Within the index test domain, both axial and non-axial imaging studies demonstrated a high risk of bias. This domain pertains to the development and validation of the AI algorithm and interpretation of the generated output. First, distributional shifts between the training, validation and testing datasets can result in the algorithm producing incorrect results with confidence. These shifts can also lead to inaccurate conclusions about the precision of the algorithm if the algorithm is tested inappropriately on a patient cohort for which it was not trained28. Second, overlapping datasets can overestimate diagnostic accuracy in comparison to using external validation data. Third, given the heterogenous nature of large datasets necessary for AI, there is an increased possibility of confounding factors amongst the data. If the model does not appropriately address causal relations between different factors, this can lead to Simpson’s Paradox, which arises when inferences are made from aggregated analysis of heterogenous data comprised of multiple subgroups onto individual subgroups. Separating the dataset into different groups based on confounding variables provides a different result compared to analysing all the data together25. Finally, the size of the dataset is particularly important for AI models as smaller datasets may provide lower diagnostic accuracy and result in poor generalisability29. Additionally, if the AI is not trained on all the varied presentations of a condition, straightforward diagnoses may not be detected by the algorithm, a flaw also known as the ‘Frame Problem’. Specific signalling questions addressing these potential areas of concern may be useful in identifying and characterising potential sources of bias and determining model generalisability.

Forty-eight studies (11.4%) posed a high risk of bias in the reference standard domain. Though non-axial imaging studies appeared to be disproportionately at higher risk of bias in this domain, all studies resulted from one systematic review30. Although overall low risk, this domain contains several potential sources of bias for AI-specific studies of diagnostic accuracy. Determination of an appropriate reference standard or ‘ground truth’ for training models requires consideration of the best available evidence and may involve amalgamating clinical, radiological and laboratory data29. Comparison of AI against a human reference standard may be utilised, although should be avoided as a sole reference standard if an alternative test providing higher sensitivity and specificity is feasible. For example, 32 of 33 studies in Harris et al. were at high risk of bias due to the reference standard comprising human interpretation of the chest X-ray without the use of sputum culture confirmation30. When utilising a human reference standard, the number and experience of operators and presence of interobserver variability should be clearly detailed. Ideally, the reference standard should include multiple annotations from different experts to reduce subjectivity and account for interobserver variability20. This is particularly important in the context of AI given its potential capabilities in detecting disease more accurately than human operators and identifying subtle changes or patterns not detectable by human operators1,3133. In the case of models pertaining to early disease detection, a reference standard comprising a combination of investigations including repeat tests at varying time points may be required.

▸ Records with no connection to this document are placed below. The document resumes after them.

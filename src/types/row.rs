//! PostgreSQL composite (`row`/`record`) values.
//!
//! Outbound fields are typed one by one through the top-level converter's
//! guess. Inbound fields are not typed: a row literal carries no field types,
//! so every field comes back as text (or NULL).

use super::{Support, TypeMap, ValueConverter};
use crate::context::ConverterContext;
use crate::converter::TYPE_UNKNOWN;
use crate::error::{ConvertError, ConvertResult};
use crate::parser::{Element, escape_element, parse_row, write_row};
use crate::value::{Value, host};

const ROW_TYPES: &[&str] = &["row", "record"];

pub struct RowConverter {
    types: TypeMap,
}

impl Default for RowConverter {
    fn default() -> Self {
        Self::new()
    }
}

impl RowConverter {
    pub fn new() -> Self {
        Self {
            types: TypeMap::new()
                .input(host::ARRAY, ROW_TYPES)
                .outputs(ROW_TYPES, &[host::ARRAY]),
        }
    }
}

fn untyped(element: Element) -> Value {
    match element {
        Element::Null => Value::Null,
        Element::Text(text) => Value::String(text),
        Element::Nested(children) => Value::Array(children.into_iter().map(untyped).collect()),
    }
}

impl ValueConverter for RowConverter {
    fn name(&self) -> &'static str {
        "row"
    }

    fn support(&self) -> Support<'_> {
        Support::Static(&self.types)
    }

    fn from_sql(
        &self,
        _sql_type: &str,
        value: &str,
        _host_type: Option<&str>,
        _ctx: &ConverterContext<'_>,
    ) -> ConvertResult<Value> {
        let fields = parse_row(value)?;
        Ok(Value::Array(fields.into_iter().map(untyped).collect()))
    }

    fn to_sql(
        &self,
        sql_type: &str,
        value: &Value,
        ctx: &ConverterContext<'_>,
    ) -> ConvertResult<Option<String>> {
        let Value::Array(fields) = value else {
            return Err(ConvertError::host(value.host_type(), sql_type));
        };
        let converter = ctx.converter();
        let literal = write_row(fields, |field: &Value| {
            let field_type = converter.guess_type(field, ctx);
            Ok::<_, ConvertError>(match converter.to_sql(field, &field_type, None, ctx)? {
                Some(text) => escape_element(&text),
                None => String::new(),
            })
        })?;
        Ok(Some(literal))
    }

    fn guess_type(&self, _value: &Value, _ctx: &ConverterContext<'_>) -> String {
        // Arrays are claimed by the array converter.
        TYPE_UNKNOWN.to_string()
    }
}

#[cfg(test)]
mod tests {
    use super::*;
    use crate::converter::{Converter, PgSqlConverter};
    use chrono::NaiveDate;
    use pretty_assertions::assert_eq;

    fn with_pgsql<F: FnOnce(&PgSqlConverter, &ConverterContext<'_>)>(f: F) {
        let pgsql = PgSqlConverter::new();
        let ctx = ConverterContext::new(&pgsql, "UTC", "UTF8").unwrap();
        f(&pgsql, &ctx);
    }

    #[test]
    fn test_row_fields_are_guessed_individually() {
        with_pgsql(|_, ctx| {
            let row = Value::Array(vec![
                Value::Int(42),
                Value::from("it's \"quoted\""),
                Value::Null,
                Value::Bool(false),
                Value::Array(vec![Value::from("a"), Value::from("b")]),
            ]);
            let literal = RowConverter::new().to_sql("row", &row, ctx).unwrap();
            assert_eq!(
                literal,
                Some(r#"("42","it's \"quoted\"",,"f","{\"a\",\"b\"}")"#.to_string())
            );
        });
    }

    #[test]
    fn test_row_fields_come_back_untyped() {
        with_pgsql(|_, ctx| {
            let value = RowConverter::new()
                .from_sql("record", r#"(42,"a,b",,t)"#, None, ctx)
                .unwrap();
            assert_eq!(
                value,
                Value::Array(vec![
                    Value::from("42"),
                    Value::from("a,b"),
                    Value::Null,
                    Value::from("t"),
                ])
            );
        });
    }

    #[test]
    fn test_row_requires_array() {
        with_pgsql(|pgsql, ctx| {
            let err = RowConverter::new().to_sql("row", &Value::Int(1), ctx).unwrap_err();
            assert!(matches!(err, ConvertError::UnsupportedHostType { .. }));

            let date = NaiveDate::from_ymd_opt(2024, 2, 29).unwrap();
            let row = Value::Array(vec![Value::Date(date)]);
            assert_eq!(
                pgsql.to_sql(&row, "ROW", None, ctx).unwrap(),
                Some(r#"("2024-02-29")"#.to_string())
            );
        });
    }
}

Finally, the domain covering flow and timing evaluated the time between the reference standard and index test, parity of reference standard assessment amongst all participants and inappropriate exclusion of study patients from the final study results. Within this domain, studies performed reasonably well with only 37 studies (8.8%) recorded as high risk of bias. However, methodologies relating to study flow and standards of timing vary in AI-based studies representing a different risk of bias. For example, neuropsychiatric studies utilising AI have been able to detect the presence of early cognitive changes or aid the diagnosis of psychiatric disorders through identification of otherwise indiscernible changes in structural or functional neuroimaging3436. In mild or initial stages of the disease, AI may actually be more discriminant than the reference standard in identifying early variations or subtle patterns34,37. Therefore, the timing of the reference standard in relation to the index test is imperative and may need to be scheduled at a later date to ensure the diagnosis reflected by the reference standard is accurate. Furthermore, variation in reference standards used in positive cases compared to negative cases may cause issues when determining the diagnostic accuracy of AI models. For example, histopathology results may be used to diagnose malignancy but performing a biopsy on obviously non-cancerous lesions presents ethical concerns; and as a result, less invasive but potentially less accurate confirmatory reference standard tests are utilised instead38. However, using reference standards that significantly vary in accuracy, such as clinical follow-up only in contrast to tissue diagnosis may cause verification bias i.e. false negatives may actually be classed as true negatives and inflate estimates of accuracy. In these cases where an alternative reference standard is required, utilising an investigation with high negative predictive value such as clinical follow-up with a PET scan to rule out malignancy may be suitable39. However, in AI-based studies, additional considerations have to be given for similarities between the ground truth used to train the model and the reference standard used to validate and test the model. If there are considerable disparities between the two, the model may be erroneously deemed inadequate.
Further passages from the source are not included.